八起会のなかでも、Kさんは「愚痴を言わない」「他人の悪口を言わない」人徳者で通っている。そして、徳には必ず「隣り」がある。
倒産後、Kさんの徳と丁寧な仕事を惜しむ「隣り」が次々に現れて、「もう1度やってみないか」とか、「スポンサーになってもいいよ」などの声がかかった。が、多くの人に迷惑をかけながら、自分だけ出直すというのはKさんの信条が許さない。
何度も断った。が、「隣り」は何度でも訪ねてくる。思い余ってKさんは、破産の手続きをしてくれた弁護士に相談した。

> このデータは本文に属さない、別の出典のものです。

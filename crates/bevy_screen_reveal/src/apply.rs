use bevy::prelude::*;
use screen_reveal::model::LightRole;

use crate::material::StaticScreenMaterial;
use crate::spawn::{
    BackdropTag, CardTag, LayerRoot, MainCamera, RevealEntities, SceneLight, pose_transform,
};
use crate::RevealState;

pub(crate) fn apply_camera(
    state: Res<RevealState>,
    mut cameras: Query<&mut Transform, With<MainCamera>>,
) {
    let target = pose_transform(&state.frame.camera);
    for mut transform in &mut cameras {
        *transform = target;
    }
}

/// Exactly one layer root is visible at a time.
pub(crate) fn apply_layers(
    state: Res<RevealState>,
    mut roots: Query<(&LayerRoot, &mut Visibility)>,
) {
    for (root, mut visibility) in &mut roots {
        let wanted = if root.0 == state.frame.layer {
            Visibility::Visible
        } else {
            Visibility::Hidden
        };
        visibility.set_if_neq(wanted);
    }
}

pub(crate) fn apply_cards(
    state: Res<RevealState>,
    entities: Res<RevealEntities>,
    mut cards: Query<(&CardTag, &mut Transform)>,
    mut materials: ResMut<Assets<StandardMaterial>>,
) {
    let frame = &state.frame;
    if frame.cards.is_empty() {
        return;
    }
    for (tag, mut transform) in &mut cards {
        let Some(card) = frame.cards.get(tag.index) else {
            continue;
        };
        let t = &card.transform;
        transform.translation = t.translation;
        transform.rotation = t.rotation();
        transform.scale = Vec3::splat(t.scale * card.hover);
    }
    for entity in &entities.cards {
        let Some(card) = frame.cards.get(entity.index) else {
            continue;
        };
        let opacity = card.transform.opacity;
        for handle in [&entity.frame_material, &entity.poster_material] {
            if let Some(material) = materials.get_mut(handle)
                && material.base_color.alpha() != opacity
            {
                material.base_color.set_alpha(opacity);
            }
        }
    }
}

pub(crate) fn apply_lights(
    state: Res<RevealState>,
    mut lights: Query<(&SceneLight, Option<&mut PointLight>, Option<&mut SpotLight>)>,
) {
    let levels = &state.frame.lights;
    let glow = state.frame.glow_color;
    for (light, point, spot) in &mut lights {
        let intensity = match light.0 {
            LightRole::Key => levels.key,
            LightRole::Fill => levels.fill,
            LightRole::ScreenGlow => levels.screen_glow,
            LightRole::Rim => levels.rim,
            LightRole::SpiralKey => levels.spiral_key,
            LightRole::SpiralGlow => levels.spiral_glow,
        };
        let tinted = matches!(light.0, LightRole::ScreenGlow | LightRole::SpiralGlow);
        if let Some(mut point) = point {
            point.intensity = intensity;
            if tinted {
                point.color = Color::srgb(glow.x, glow.y, glow.z);
            }
        }
        if let Some(mut spot) = spot {
            spot.intensity = intensity;
        }
    }
}

pub(crate) fn apply_screen(
    state: Res<RevealState>,
    entities: Res<RevealEntities>,
    mut materials: ResMut<Assets<StaticScreenMaterial>>,
) {
    let frame = &state.frame;
    // Screen sits on the intro layer; nothing to animate once it is hidden.
    let Some(intro) = frame.intro else { return };
    if let Some(material) = materials.get_mut(&entities.screen_material) {
        material.set_time(frame.ambient.time);
        material.set_brightness(frame.ambient.static_brightness);
        material.set_push(intro.screen_push);
        material.set_boost(frame.lights.screen_boost);
        material.set_tint(frame.glow_color);
    }
}

pub(crate) fn apply_backdrop(
    state: Res<RevealState>,
    mut backdrops: Query<&mut Transform, With<BackdropTag>>,
) {
    let Some(intro) = state.frame.intro else { return };
    for mut transform in &mut backdrops {
        transform.scale = intro.backdrop_scale.extend(1.0);
    }
}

「会社役員としての活動はできませんが、個人としてなら金沢であろうが、どこであろうが、前と同じ仕事をしてもいっこうにかまいませんよ」
この弁護士の言葉に、Kさんの「印刷業の虫」がはじけた。もう1度昔に戻り、初心に返って個人経営の印刷所から出直そう…。
Kさんがその腹をくくって再スタートを切ったのは、倒産してわずか1か月後のことである。これは稀有のことと言っていい。まさに、「徳に隣りあり」である。
平成6年6月、Kさんは再び個人経営の印刷所を立ち上げた。と、また「隣り」が黙っていない。
従来の得意先がこぞって仕事をまわしてくれる。Kさんは、たちまち息を吹き返した。が、無理はしない。設備も人員も取引先も絞りに絞って、高収益体質を目指していく。
かつて、次々に新しい機械を導入したり、そのために利益率の悪い下請け仕事まで受注したりした反省からである。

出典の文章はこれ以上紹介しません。